Steve Brown, co-founder and CEO of Catch.com, a cloud-based personal content management system, says he’s the only dad at his daughter’s end of the season pizza party who remembers every single soccer game. And he can pull out the notes and pictures to prove it.
During the season, Brown uses his phone to snap pictures, take notes, and tag content with places and dates. He lets Catch organize all the information for him. That way, at the end of the season, it’s no problem for him to review all the penalty kicks and game-winning goals.
“Every other season, like every other parent, I’d forgotten everything,” he says. “Having that handy and being able to bring that all back is super powerful.”
Catch is a digital content management system that uses mobile apps and a Web platform to help users organize personal information. Conceptually, it works like a digital version of an old-school spiral notebook or a journal, Brown says. It’s a place for users to record their thoughts, file their photos, update their calendars, store recipe ideas and make grocery lists. But instead of storing information in a linear way—like alphabetical files in a filing cabinet—Catch organizes its information more like the human brain, Brown asserts.
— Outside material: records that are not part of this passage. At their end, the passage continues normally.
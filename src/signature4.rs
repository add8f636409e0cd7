//! Legacy v4 signatures: a TLV field list authenticated by a per-result token.
//!
//! ```text
//! version(1) = 4 || count(1) || field{count}
//! field = id(1) || value
//! ```
//!
//! Value width comes from the field table, or for unknown ids from the top two
//! bits of the id so that newer fields can be skipped correctly.

use std::net::{IpAddr, Ipv6Addr};

use adscore_primitives::{ct_eq, Formatter};
use tracing::{debug, trace};

use crate::asymmetric::Asymmetric;
use crate::config::SignatureConfig;
use crate::errors::{ParseError, Result, VerifyError};
use crate::hashers;
use crate::signature::{self, SignRole};
use crate::types::{Payload, Value, VerificationOutcome, IPV6_SIZE, SIGNATURE4_VERSION};
use crate::verdict::VerdictTable;

/// HMAC-SHA256 token.
pub const HASH_SHA256: i64 = 1;
/// Asymmetric signature over SHA-256.
pub const SIGN_SHA256: i64 = 2;

#[derive(Clone, Copy, Debug, PartialEq, Eq)]
pub enum FieldType {
    Uchar,
    Ushort,
    Ulong,
    String,
}

impl FieldType {
    #[must_use]
    pub const fn name(self) -> &'static str {
        match self {
            Self::Uchar => "uchar",
            Self::Ushort => "ushort",
            Self::Ulong => "ulong",
            Self::String => "string",
        }
    }

    /// Width family encoded in the top two bits of a field id.
    #[must_use]
    pub const fn from_id_bits(id: u8) -> Self {
        match id & 0xC0 {
            0xC0 => Self::String,
            0x80 => Self::Uchar,
            0x40 => Self::Ushort,
            _ => Self::Ulong,
        }
    }
}

const FIELDS: &[(u8, Option<&str>, FieldType)] = &[
    (0x00, Some("requestTime"), FieldType::Ulong),
    (0x01, Some("signatureTime"), FieldType::Ulong),
    (0x10, Some("ipv4"), FieldType::Ulong),
    // Reserved.
    (0x40, None, FieldType::Ushort),
    (0x80, Some("masterSignType"), FieldType::Uchar),
    (0x81, Some("customerSignType"), FieldType::Uchar),
    (0xC0, Some("masterToken"), FieldType::String),
    (0xC1, Some("customerToken"), FieldType::String),
    (0xC2, Some("masterToken6"), FieldType::String),
    (0xC3, Some("customerToken6"), FieldType::String),
    (0xC4, Some("ipv6"), FieldType::String),
    (0xC5, Some("masterChecksum"), FieldType::String),
    (0xC6, Some("customerChecksum"), FieldType::String),
    (0xD0, Some("userAgent"), FieldType::String),
];
//! Verifier configuration, loadable from TOML.
//!
//! ```toml
//! role = "customer"
//! encoding = "base64"
//! strict = true
//!
//! [[results]]
//! code = 0
//! verdict = "ok"
//! name = "Clean"
//! ```

use adscore_primitives::{create_formatter, Base64, Base64Variant, Formatter, Hex};
use serde::{Deserialize, Serialize};

use crate::errors::{ConfigError, Result};
use crate::signature::SignRole;
use crate::verdict::{VerdictEntry, VerdictTable};

fn default_encoding() -> String {
    "base64".to_owned()
}

const fn default_strict() -> bool {
    true
}

#[derive(Clone, Debug, PartialEq, Eq, Serialize, Deserialize)]
#[serde(deny_unknown_fields)]
pub struct SignatureConfig {
    #[serde(default)]
    pub role: SignRole,
    /// Formatter name, as accepted by [`create_formatter`].
    #[serde(default = "default_encoding")]
    pub encoding: String,
    /// Fail on out-of-alphabet characters instead of dropping them.
    #[serde(default = "default_strict")]
    pub strict: bool,
    /// Overrides the default verdict table, order preserved.
    #[serde(default, skip_serializing_if = "Option::is_none")]
    pub results: Option<Vec<VerdictEntry>>,
}

impl Default for SignatureConfig {
    fn default() -> Self {
        Self { role: SignRole::default(), encoding: default_encoding(), strict: default_strict(), results: None }
    }
}

impl SignatureConfig {
    /// # Errors
    ///
    /// `ConfigError::Invalid` on malformed TOML or unknown keys.
    pub fn from_toml_str(text: &str) -> Result<Self> {
        let config: Self = toml::from_str(text).map_err(|e| ConfigError::Invalid(e.to_string()))?;
        config.formatter()?;
        Ok(config)
    }

    /// # Errors
    ///
    /// `ConfigError::Invalid` if the configuration cannot be represented.
    pub fn to_toml_string(&self) -> Result<String> {
        Ok(toml::to_string(self).map_err(|e| ConfigError::Invalid(e.to_string()))?)
    }

    /// Formatter named by `encoding`, with `strict` applied to base64.
    ///
    /// # Errors
    ///
    /// `ConfigError::Invalid` for an unknown encoding name.
    pub fn formatter(&self) -> Result<Box<dyn Formatter + Send + Sync>> {
        let named = create_formatter(&self.encoding).map_err(|e| ConfigError::Invalid(e.to_string()))?;
        if self.strict {
            return Ok(named);
        }
        let variant = match self.encoding.to_ascii_lowercase().as_str() {
            "hex" => return Ok(Box::new(Hex)),
            "base64-original" => Base64Variant::Original,
            "base64-original-nopad" => Base64Variant::OriginalNoPadding,
            "base64-urlsafe" => Base64Variant::UrlSafe,
            _ => Base64Variant::UrlSafeNoPadding,
        };
        Ok(Box::new(Base64::new(variant, false)))
    }

    #[must_use]
    pub fn verdict_table(&self) -> VerdictTable {
        self.results
            .as_ref()
            .map_or_else(VerdictTable::default, |entries| entries.iter().cloned().collect())
    }
}

#[cfg(test)]
mod tests {
    use super::*;
    use crate::errors::SignatureError;

    #[test]
    fn empty_document_is_default() {
        let config = SignatureConfig::from_toml_str("").unwrap();
        assert_eq!(config, SignatureConfig::default());
        assert_eq!(config.verdict_table(), VerdictTable::default());
        assert_eq!(config.formatter().unwrap().format(&[0xfb, 0xff]), "-_8");
    }

    #[test]
    fn custom_results_keep_order() {
        let config = SignatureConfig::from_toml_str(
            r#"
            role = "master"
            encoding = "hex"

            [[results]]
            code = 9
            verdict = "bot"

            [[results]]
            code = 0
            verdict = "ok"
            name = "Clean"
            "#,
        )
        .unwrap();
        assert_eq!(config.role, SignRole::Master);
        let table = config.verdict_table();
        let codes: Vec<i64> = table.iter().map(|e| e.code).collect();
        assert_eq!(codes, [9, 0]);
        assert_eq!(table.get(9).unwrap().name, None);
        assert_eq!(config.formatter().unwrap().format(&[0xAB]), "ab");
    }

    #[test]
    fn lenient_base64() {
        let config = SignatureConfig { strict: false, ..SignatureConfig::default() };
        assert_eq!(config.formatter().unwrap().parse("-_8*").unwrap(), vec![0xfb, 0xff]);
    }

    #[test]
    fn rejects_bad_documents() {
        for doc in ["role = \"admin\"", "encoding = \"rot13\"", "colour = \"blue\"", "strict = 3"] {
            assert!(
                matches!(SignatureConfig::from_toml_str(doc), Err(SignatureError::Config(ConfigError::Invalid(_)))),
                "{doc}"
            );
        }
    }

    #[test]
    fn toml_round_trip() {
        let config = SignatureConfig {
            role: SignRole::Master,
            results: Some(vec![VerdictEntry::new(6, "proxy", "Proxy")]),
            ..SignatureConfig::default()
        };
        let text = config.to_toml_string().unwrap();
        assert_eq!(SignatureConfig::from_toml_str(&text).unwrap(), config);
    }
}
“In the brain, there is no notebook,” Brown says. “There is a growing map of linked information.” Ever find your keys by retracing your steps? With Catch, you can arrange your data alphabetically, or based on where you were at the time you tagged it, the date, the time, font size, key words and more. Can’t remember where you took a certain photo? You can filter your saved photos on Catch based on where you were when you took them. And you can do it on the go through your Android phone, your iPad or iPhone, or online.
The company started in late 2008 with two guys in an apartment—Brown and co-founder and CTO Andreas Schobel—trying to figure out a way to “use smart phone technology to be smarter,” Brown says. As they developed the idea for their personal content management system, they realized that it was really modeled on the way the human brain organizes information, and originally named the company Snaptic because of the similarities to brain function (it’s a reference to synapses). But eventually, they decided the name was “too academic,” and renamed the company Catch, because capturing information was “the fundamental starting point,” Brown says. Now, the name of the company, the site, the platform, and the button that you press on your screen are all Catch.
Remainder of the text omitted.